• [What you should do] The answer must consist only of the lines from the line with "Self::default()" to the line with "impl<S: Merge, P> Handler<S, P>", both included, exactly as they stand below.

• [Saved entries]

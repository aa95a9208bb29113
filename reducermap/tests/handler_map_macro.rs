//! `handler_map!` through the facade, and the logging interceptor.

use reducermap::{
    Action, HandlerMap, Meta, Payload, State, Store, handler_map, hooks::LoggingHook,
    testing::RecordingHandler,
};
use serde_json::{Value, json};
use std::sync::Arc;

mod common;
use common::{increment, int, object};

fn clamp(s: &State, _: &Payload, m: &Meta<'_>) -> State {
    let max = m
        .helpers()
        .and_then(|h| h.get("max"))
        .and_then(Value::as_i64)
        .unwrap_or(i64::MAX);
    object(json!({"n": int(s, "n").min(max)}))
}

#[test]
fn test_macro_map_drives_a_store() {
    let audit = RecordingHandler::<State>::new();
    let recorded = audit.shared();
    let map: HandlerMap<State> = handler_map! {
        post => increment("cycles"),
        "inc" => [increment("n"), increment("n"), clamp, { "max": 3 }],
        "audit" => move |s: &State, p: &Payload, m: &Meta<'_>| recorded.call(s, p, m),
    };
    let mut store = Store::new(map, State::new());

    store.dispatch(Action::new("inc")).unwrap();
    let state = store.dispatch(Action::new("inc")).unwrap();
    assert_eq!(int(state, "n"), 3);
    assert_eq!(int(state, "cycles"), 2);

    store.dispatch(Action::new("audit").field("who", "ops")).unwrap();
    let invocations = audit.invocations();
    assert_eq!(invocations.len(), 1);
    assert_eq!(invocations[0].payload["who"], json!("ops"));
    assert_eq!(int(&invocations[0].state, "n"), 3);
}

#[test]
fn test_logging_hook_leaves_state_unchanged() {
    let map = HandlerMap::<State>::builder()
        .pre_handler(Arc::new(LoggingHook::named("audit")))
        .post_handler(Arc::new(LoggingHook::new()))
        .on("inc", increment("n"))
        .build();
    let mut store = Store::new(map, object(json!({"keep": true})));

    let state = store.dispatch(Action::new("inc")).unwrap();
    assert_eq!(Value::Object(state.clone()), json!({"keep": true, "n": 1}));
}
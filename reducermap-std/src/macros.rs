//! Declarative construction of handler maps.

/// Construct a [`HandlerMap`] from action types and handlers.
///
/// - `"type" => handler` registers a single handler (closure or fn item).
/// - `"type" => [h1, { "step": 2 }, h2, (h3, { "mode": "x" })]` registers a
///   sequence. A bare `{ ... }` is a JSON options object bound to the handler
///   right before it; `(handler, { ... })` pairs a handler with its own
///   options.
/// - `pre => handler` and `post => handler` set the interceptors.
///
/// # Example
/// ```ignore
/// let map: HandlerMap<State> = handler_map! {
///     pre => count_cycles,
///     "add" => [add, { "by": 2 }, clamp],
///     "reset" => |_: &State, _: &Payload, _: &Meta<'_>| State::new(),
/// };
/// ```
///
/// [`HandlerMap`]: crate::reducermap_core::HandlerMap
#[macro_export]
macro_rules! handler_map {
    (@entries $builder:expr; ) => { $builder.build() };
    (@entries $builder:expr; pre => $pre:expr $(, $($rest:tt)*)?) => {
        $crate::handler_map!(
            @entries $builder.pre_handler($crate::reducermap_core::handler($pre));
            $($($rest)*)?
        )
    };
    (@entries $builder:expr; post => $post:expr $(, $($rest:tt)*)?) => {
        $crate::handler_map!(
            @entries $builder.post_handler($crate::reducermap_core::handler($post));
            $($($rest)*)?
        )
    };
    (@entries $builder:expr; $kind:literal => [$($seq:tt)*] $(, $($rest:tt)*)?) => {
        $crate::handler_map!(
            @entries $builder.sequence($kind, $crate::handler_map!(@seq [] $($seq)*));
            $($($rest)*)?
        )
    };
    (@entries $builder:expr; $kind:literal => $handler:expr $(, $($rest:tt)*)?) => {
        $crate::handler_map!(
            @entries $builder.entry($kind, $crate::reducermap_core::handler($handler));
            $($($rest)*)?
        )
    };

    (@seq [$($done:expr),*]) => { ::std::vec![$($done),*] };
    (@seq [$($done:expr),*] { $($json:tt)* } $(, $($rest:tt)*)?) => {
        $crate::handler_map!(
            @seq [$($done,)* $crate::reducermap_core::Element::from(
                $crate::serde_json::json!({ $($json)* })
            )]
            $($($rest)*)?
        )
    };
    (@seq [$($done:expr),*] ($handler:expr, { $($json:tt)* }) $(, $($rest:tt)*)?) => {
        $crate::handler_map!(
            @seq [$($done,)* $crate::reducermap_core::Element::tuple(
                $crate::reducermap_core::handler($handler),
                $crate::serde_json::json!({ $($json)* }),
            )]
            $($($rest)*)?
        )
    };
    (@seq [$($done:expr),*] $handler:expr $(, $($rest:tt)*)?) => {
        $crate::handler_map!(
            @seq [$($done,)* $crate::reducermap_core::Element::Handler(
                $crate::reducermap_core::handler($handler)
            )]
            $($($rest)*)?
        )
    };

    ($($body:tt)*) => {
        $crate::handler_map!(@entries $crate::reducermap_core::HandlerMap::builder(); $($body)*)
    };
}

#[cfg(test)]
mod tests {
    use crate::engine::Engine;
    use reducermap_core::{Action, HandlerMap, Meta, Payload, State};
    use serde_json::{Value, json};

    fn bump(s: &State, _: &Payload, m: &Meta<'_>) -> State {
        let by = m
            .helpers()
            .and_then(|h| h.get("by"))
            .and_then(Value::as_i64)
            .unwrap_or(1);
        let n = s.get("n").and_then(Value::as_i64).unwrap_or(0);
        let mut partial = State::new();
        partial.insert("n".into(), json!(n + by));
        partial
    }

    #[test]
    fn test_handler_map_macro() {
        let map: HandlerMap<State> = crate::handler_map! {
            post => |s: &State, _: &Payload, _: &Meta<'_>| {
                let mut partial = State::new();
                partial.insert("keys".into(), json!(s.len()));
                partial
            },
            "one" => bump,
            "seq" => [bump, { "by": 10 }, bump, (bump, { "by": 100 })],
        };

        assert_eq!(map.kinds(), vec!["one", "seq"]);
        assert!(map.pre().is_none());
        assert!(map.validate().is_ok());

        let engine = Engine::new(map);
        let next = engine.run(None, Action::new("seq")).unwrap();
        assert_eq!(Value::Object(next), json!({"n": 111, "keys": 1}));
    }

    #[test]
    fn test_handler_map_macro_empty() {
        let map: HandlerMap<State> = crate::handler_map! {};
        assert!(map.is_empty());
    }
}
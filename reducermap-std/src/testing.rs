//! Testing utilities for reducermap.
//!
//! - [`RecordingHandler`]: records every invocation and returns a fixed partial
//! - [`CountingHandler`]: counts invocations and leaves the state unchanged

use reducermap_core::{BoxError, Handler, Merge, Meta, Options, Payload, SharedHandler};
use std::sync::{
    Arc, Mutex, MutexGuard, PoisonError,
    atomic::{AtomicUsize, Ordering},
};

fn lock<T>(mutex: &Mutex<T>) -> MutexGuard<'_, T> {
    mutex.lock().unwrap_or_else(PoisonError::into_inner)
}

// ============================================================================
// Recording Handler
// ============================================================================

/// What a handler saw during one invocation.
#[derive(Debug, Clone, PartialEq)]
pub struct Invocation<S, P = Payload> {
    /// The action type from `meta`.
    pub kind: String,
    /// The running state passed in.
    pub state: S,
    /// The payload passed in.
    pub payload: P,
    /// The options object bound to this invocation.
    pub helpers: Option<Options>,
    /// Whether `meta.dispatch` was present.
    pub saw_dispatch: bool,
}

/// A handler that records every invocation.
///
/// Clones share the same log, so one clone can be registered while the
/// test keeps the other.
///
/// # Example
///
/// ```rust,ignore
/// let recorder = RecordingHandler::returning(partial);
/// let map = HandlerMap::builder().entry("a", recorder.shared()).build();
///
/// // Run cycles...
///
/// assert_eq!(recorder.count(), 1);
/// assert!(recorder.invocations()[0].saw_dispatch);
/// ```
pub struct RecordingHandler<S, P = Payload> {
    invocations: Arc<Mutex<Vec<Invocation<S, P>>>>,
    partial: S,
}

impl<S: Merge, P> RecordingHandler<S, P> {
    /// Create a recording handler that leaves the state unchanged.
    pub fn new() -> Self {
        Self::returning(S::default())
    }

    /// Create a recording handler that returns `partial` every time.
    pub fn returning(partial: S) -> Self {
        Self {
            invocations: Arc::new(Mutex::new(Vec::new())),
            partial,
        }
    }
}

impl<S: Clone, P: Clone> RecordingHandler<S, P> {
    /// Get a clone of the recorded invocations.
    pub fn invocations(&self) -> Vec<Invocation<S, P>> {
        lock(&self.invocations).clone()
    }

    /// Get the number of recorded invocations.
    pub fn count(&self) -> usize {
        lock(&self.invocations).len()
    }

    /// Clear all recorded invocations.
    pub fn clear(&self) {
        lock(&self.invocations).clear();
    }
}

impl<S, P> RecordingHandler<S, P>
where
    S: Merge,
    P: Clone + Send + 'static,
{
    /// A shared handle for registration; it records into this handler's log.
    pub fn shared(&self) -> SharedHandler<S, P> {
        Arc::new(self.clone())
    }
}

impl<S: Merge, P> Default for RecordingHandler<S, P> {
    fn default() -> Self {
        Self::new()
    }
}

impl<S: Clone, P> Clone for RecordingHandler<S, P> {
    fn clone(&self) -> Self {
        Self {
            invocations: self.invocations.clone(),
            partial: self.partial.clone(),
        }
    }
}

impl<S, P> Handler<S, P> for RecordingHandler<S, P>
where
    S: Merge,
    P: Clone + Send + 'static,
{
    fn call(&self, state: &S, payload: &P, meta: &Meta<'_, P>) -> Result<S, BoxError> {
        lock(&self.invocations).push(Invocation {
            kind: meta.kind().to_string(),
            state: state.clone(),
            payload: payload.clone(),
            helpers: meta.helpers().cloned(),
            saw_dispatch: meta.dispatch().is_some(),
        });
        Ok(self.partial.clone())
    }
}

// ============================================================================
// Counting Handler
// ============================================================================

/// A handler that counts invocations.
///
/// # Example
///
/// ```rust,ignore
/// let counter = CountingHandler::new();
/// let map = HandlerMap::builder().pre_handler(Arc::new(counter.clone())).build();
///
/// // Run cycles...
///
/// assert_eq!(counter.count(), 3);
/// ```
#[derive(Debug, Clone, Default)]
pub struct CountingHandler {
    count: Arc<AtomicUsize>,
}

impl CountingHandler {
    /// Create a new counting handler.
    pub fn new() -> Self {
        Self::default()
    }

    /// Get the current count.
    pub fn count(&self) -> usize {
        self.count.load(Ordering::SeqCst)
    }

    /// Reset the counter.
    pub fn reset(&self) {
        self.count.store(0, Ordering::SeqCst);
    }
}

impl<S: Merge, P> Handler<S, P> for CountingHandler {
    fn call(&self, _state: &S, _payload: &P, _meta: &Meta<'_, P>) -> Result<S, BoxError> {
        self.count.fetch_add(1, Ordering::SeqCst);
        Ok(S::default())
    }
}

#[cfg(test)]
mod tests {
    use super::*;
    use reducermap_core::State;
    use serde_json::{Value, json};

    #[test]
    fn test_recording_handler_shares_log_between_clones() {
        let mut partial = State::new();
        partial.insert("x".into(), json!(1));
        let recorder: RecordingHandler<State> = RecordingHandler::returning(partial);
        let registered = recorder.shared();

        let out = registered
            .call(&State::new(), &Payload::new(), &Meta::intercept("a"))
            .unwrap();

        assert_eq!(Value::Object(out), json!({"x": 1}));
        assert_eq!(recorder.count(), 1);
        let invocations = recorder.invocations();
        let seen = &invocations[0];
        assert_eq!(seen.kind, "a");
        assert!(!seen.saw_dispatch);
        assert!(seen.helpers.is_none());

        recorder.clear();
        assert_eq!(recorder.count(), 0);
    }

    #[test]
    fn test_counting_handler() {
        let counter = CountingHandler::new();
        let meta = Meta::intercept("a");
        for _ in 0..3 {
            let partial: State = counter.call(&State::new(), &Payload::new(), &meta).unwrap();
            assert!(partial.is_empty());
        }
        assert_eq!(counter.count(), 3);
        counter.reset();
        assert_eq!(counter.count(), 0);
    }
}
//! Logging interceptor for cycle observation.

use reducermap_core::{BoxError, Handler, Merge, Meta};
use std::fmt::Debug;

/// An interceptor that logs every action and leaves the state unchanged.
///
/// It logs through `tracing` when the `tracing` feature is enabled and is a
/// no-op otherwise.
///
/// # Example
///
/// ```rust,ignore
/// let map = HandlerMap::builder()
///     .pre_handler(Arc::new(LoggingHook::named("before")))
///     .on("add", add)
///     .build();
/// ```
#[derive(Debug, Clone, Copy)]
pub struct LoggingHook {
    name: &'static str,
}

impl LoggingHook {
    /// Create a new `LoggingHook` with a default name.
    pub const fn new() -> Self {
        Self { name: "reducer" }
    }

    /// Create a new `LoggingHook` with a custom name.
    ///
    /// The name identifies the interceptor slot in log records.
    pub const fn named(name: &'static str) -> Self {
        Self { name }
    }

    /// The name used in log records.
    pub const fn name(&self) -> &'static str {
        self.name
    }
}

impl Default for LoggingHook {
    fn default() -> Self {
        Self::new()
    }
}

impl<S, P> Handler<S, P> for LoggingHook
where
    S: Merge,
    P: Debug + Send + Sync + 'static,
{
    fn call(&self, _state: &S, payload: &P, meta: &Meta<'_, P>) -> Result<S, BoxError> {
        #[cfg(feature = "tracing")]
        {
            tracing::debug!(name = %self.name, action = %meta.kind(), ?payload, "action observed");
        }

        #[cfg(not(feature = "tracing"))]
        {
            let _ = (payload, meta);
        }

        Ok(S::default())
    }
}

• [Answer section]
        Self::default()
    }

    /// Get the current count.
    pub fn count(&self) -> usize {
        self.count.load(Ordering::SeqCst)
    }

    /// Reset the counter.
    pub fn reset(&self) {
        self.count.store(0, Ordering::SeqCst);
    }
}

impl<S: Merge, P> Handler<S, P> for CountingHandler {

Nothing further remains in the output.